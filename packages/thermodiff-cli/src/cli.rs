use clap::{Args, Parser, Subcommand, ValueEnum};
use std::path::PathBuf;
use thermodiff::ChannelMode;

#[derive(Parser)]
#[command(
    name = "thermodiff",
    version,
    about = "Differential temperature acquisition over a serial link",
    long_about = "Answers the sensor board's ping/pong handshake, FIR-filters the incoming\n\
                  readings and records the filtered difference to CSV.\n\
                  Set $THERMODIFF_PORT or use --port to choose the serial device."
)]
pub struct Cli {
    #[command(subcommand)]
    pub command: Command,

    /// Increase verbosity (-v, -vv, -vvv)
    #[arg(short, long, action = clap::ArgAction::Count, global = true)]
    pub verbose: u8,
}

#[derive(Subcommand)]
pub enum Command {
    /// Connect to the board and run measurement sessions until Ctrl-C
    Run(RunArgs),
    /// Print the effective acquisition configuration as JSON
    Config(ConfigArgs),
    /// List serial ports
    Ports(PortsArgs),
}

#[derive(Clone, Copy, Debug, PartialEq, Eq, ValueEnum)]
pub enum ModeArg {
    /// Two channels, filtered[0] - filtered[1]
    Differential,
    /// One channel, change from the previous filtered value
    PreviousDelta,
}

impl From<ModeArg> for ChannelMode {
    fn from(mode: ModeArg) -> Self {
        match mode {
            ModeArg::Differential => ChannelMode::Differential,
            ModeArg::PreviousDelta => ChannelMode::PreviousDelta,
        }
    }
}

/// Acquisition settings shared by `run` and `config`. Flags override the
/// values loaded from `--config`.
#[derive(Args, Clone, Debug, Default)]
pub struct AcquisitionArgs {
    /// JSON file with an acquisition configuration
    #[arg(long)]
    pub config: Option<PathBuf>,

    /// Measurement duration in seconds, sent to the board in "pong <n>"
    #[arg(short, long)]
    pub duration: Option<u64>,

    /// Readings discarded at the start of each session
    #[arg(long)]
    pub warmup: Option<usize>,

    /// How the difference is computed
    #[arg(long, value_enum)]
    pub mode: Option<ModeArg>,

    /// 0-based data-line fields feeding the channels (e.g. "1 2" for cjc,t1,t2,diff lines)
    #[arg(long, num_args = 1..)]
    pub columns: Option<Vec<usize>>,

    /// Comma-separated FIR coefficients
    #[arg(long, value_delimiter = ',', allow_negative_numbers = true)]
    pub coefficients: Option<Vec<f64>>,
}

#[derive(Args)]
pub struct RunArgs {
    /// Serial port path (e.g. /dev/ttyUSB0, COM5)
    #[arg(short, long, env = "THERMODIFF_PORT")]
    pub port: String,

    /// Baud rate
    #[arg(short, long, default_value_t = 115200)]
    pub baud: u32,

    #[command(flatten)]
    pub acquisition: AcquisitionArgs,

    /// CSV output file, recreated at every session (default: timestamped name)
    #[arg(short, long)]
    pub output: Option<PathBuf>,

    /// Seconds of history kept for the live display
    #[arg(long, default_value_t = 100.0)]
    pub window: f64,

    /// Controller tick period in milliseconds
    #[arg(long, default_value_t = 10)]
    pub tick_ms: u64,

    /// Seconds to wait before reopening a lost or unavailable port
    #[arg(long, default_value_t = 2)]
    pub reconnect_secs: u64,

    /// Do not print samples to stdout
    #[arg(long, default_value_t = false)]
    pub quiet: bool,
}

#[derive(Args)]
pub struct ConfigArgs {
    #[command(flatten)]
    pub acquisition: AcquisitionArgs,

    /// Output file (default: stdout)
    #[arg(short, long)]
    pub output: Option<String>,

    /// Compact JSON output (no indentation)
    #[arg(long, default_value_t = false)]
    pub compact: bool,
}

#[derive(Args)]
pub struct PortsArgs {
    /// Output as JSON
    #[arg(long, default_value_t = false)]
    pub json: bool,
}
----
WHAT IS NEEDED: Copy out the records above without altering anything.

OUTPUT OF THE TASK:
filename packages/thermodiff-cli/src/cli.rs
use clap::{Args, Parser, Subcommand, ValueEnum};
use std::path::PathBuf;
use thermodiff::ChannelMode;

#[derive(Parser)]
#[command(
    name = "thermodiff",
    version,
    about = "Differential temperature acquisition over a serial link",
    long_about = "Answers the sensor board's ping/pong handshake, FIR-filters the incoming\n\
                  readings and records the filtered difference to CSV.\n\
                  Set $THERMODIFF_PORT or use --port to choose the serial device."
)]
pub struct Cli {
    #[command(subcommand)]
    pub command: Command,

    /// Increase verbosity (-v, -vv, -vvv)
    #[arg(short, long, action = clap::ArgAction::Count, global = true)]
    pub verbose: u8,
}

#[derive(Subcommand)]
pub enum Command {
    /// Connect to the board and run measurement sessions until Ctrl-C
    Run(RunArgs),
    /// Print the effective acquisition configuration as JSON
    Config(ConfigArgs),
    /// List serial ports
    Ports(PortsArgs),
}

#[derive(Clone, Copy, Debug, PartialEq, Eq, ValueEnum)]
pub enum ModeArg {
    /// Two channels, filtered[0] - filtered[1]
    Differential,
    /// One channel, change from the previous filtered value
    PreviousDelta,
}

impl From<ModeArg> for ChannelMode {
    fn from(mode: ModeArg) -> Self {
        match mode {
            ModeArg::Differential => ChannelMode::Differential,
            ModeArg::PreviousDelta => ChannelMode::PreviousDelta,
        }
    }
}

/// Acquisition settings shared by `run` and `config`. Flags override the
/// values loaded from `--config`.
#[derive(Args, Clone, Debug, Default)]
pub struct AcquisitionArgs {
    /// JSON file with an acquisition configuration
    #[arg(long)]
    pub config: Option<PathBuf>,

    /// Measurement duration in seconds, sent to the board in "pong <n>"
    #[arg(short, long)]
    pub duration: Option<u64>,

    /// Readings discarded at the start of each session
    #[arg(long)]
    pub warmup: Option<usize>,

    /// How the difference is computed
    #[arg(long, value_enum)]
    pub mode: Option<ModeArg>,

    /// 0-based data-line fields feeding the channels (e.g. "1 2" for cjc,t1,t2,diff lines)
    #[arg(long, num_args = 1..)]
    pub columns: Option<Vec<usize>>,

    /// Comma-separated FIR coefficients
    #[arg(long, value_delimiter = ',', allow_negative_numbers = true)]
    pub coefficients: Option<Vec<f64>>,
}

#[derive(Args)]
pub struct RunArgs {
    /// Serial port path (e.g. /dev/ttyUSB0, COM5)
    #[arg(short, long, env = "THERMODIFF_PORT")]
    pub port: String,

    /// Baud rate
    #[arg(short, long, default_value_t = 115200)]
    pub baud: u32,

    #[command(flatten)]
    pub acquisition: AcquisitionArgs,

    /// CSV output file, recreated at every session (default: timestamped name)
    #[arg(short, long)]
    pub output: Option<PathBuf>,

    /// Seconds of history kept for the live display
    #[arg(long, default_value_t = 100.0)]
    pub window: f64,

    /// Controller tick period in milliseconds
    #[arg(long, default_value_t = 10)]
    pub tick_ms: u64,

    /// Seconds to wait before reopening a lost or unavailable port
    #[arg(long, default_value_t = 2)]
    pub reconnect_secs: u64,

    /// Do not print samples to stdout
    #[arg(long, default_value_t = false)]
    pub quiet: bool,
}

#[derive(Args)]
pub struct ConfigArgs {
    #[command(flatten)]
    pub acquisition: AcquisitionArgs,

    /// Output file (default: stdout)
    #[arg(short, long)]
    pub output: Option<String>,

    /// Compact JSON output (no indentation)
    #[arg(long, default_value_t = false)]
    pub compact: bool,
}

#[derive(Args)]
pub struct PortsArgs {
    /// Output as JSON
    #[arg(long, default_value_t = false)]
    pub json: bool,
}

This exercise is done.